- Directed by: John Paddy Carstairs
- Written by: Gerald Elliott
- Produced by: Anthony Havelock-Allan
- Starring: Wally Patch Rosalyn Boulter Henry Victor
- Cinematography: Desmond Dickinson
- Production company: British and Dominions
- Distributed by: Paramount British
- Release date: March 1937;
- Running time: 70 minutes
- Country: United Kingdom
- Language: English

= Holiday's End =

Holiday's End is a 1937 British mystery film directed by John Paddy Carstairs and starring Sally Stewart, Rosalyn Boulter and Wally Patch. It was written by Gerald Elliot, and was made at Pinewood Studios as a quota quickie. The film follows the arrival at boarding school of a boy king.

== Preservation status ==
The British Film Institute National Archive holds a collection of stills but no film or video materials.

==Plot==
When the boy monarch of an East European state arrives at an English boarding school, a science master is found murdered. Suspicion falls on everyone, until the killer is exposed as a revolutionary, attempting to depose the young king.

==Cast==
- Wally Patch as Sergeant Yerbury
- Sally Stewart as Betty Sulgrave
- Kenneth Buckley as Arthur Marsh
- Rosalyn Boulter as Joyce Deane
- Aubrey Mallalieu as Bellamy
- Leslie Bradley as Peter Hurst
- Beckett Bould as Philpotts
- Robert Field as Des Voeux
- Henry Victor as Major Zwanenberg
- Denis Cowles as Superintendent of Police
- Bruce Moir as Perks

== Reception ==
The Monthly Film Bulletin wrote: "The setting gives interest to a familiar type of plot and the prep school atmosphere is well conveyed. The entire cast gives creditable performances and Wally Patch is exceptionally good as the school sergeant. The direction keeps faithfully to the type of story and carries it along."

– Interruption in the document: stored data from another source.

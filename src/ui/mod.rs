//! Text rendering for the shell binary.
//!
//! ```text
//! AppState → compute_viewmodel → UIViewModel → render → text lines
//! ```
//!
//! # Modules
//!
//! - [`viewmodel`]: View model types representing renderable UI state
//! - [`renderer`]: Writes a view model as plain text

pub mod renderer;
pub mod viewmodel;

pub use renderer::{highlight, render, render_detail, render_viewmodel};
pub use viewmodel::{DisplayItem, EmptyState, FooterInfo, HeaderInfo, SearchBarInfo, UIViewModel};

Kine Weekly wrote: "The story is not too convincing, but much of the character drawing is interesting, the locale is novel, and the direction is not without resource, and it is on these counts that it manages to promote agreeable popular entertainment. ...The film is at least off the beaten track."'

The Daily Film Renter wrote: "Virile leading portrayal by Leslie Bradley and cockney comedy from Wally Patch are acting highlights."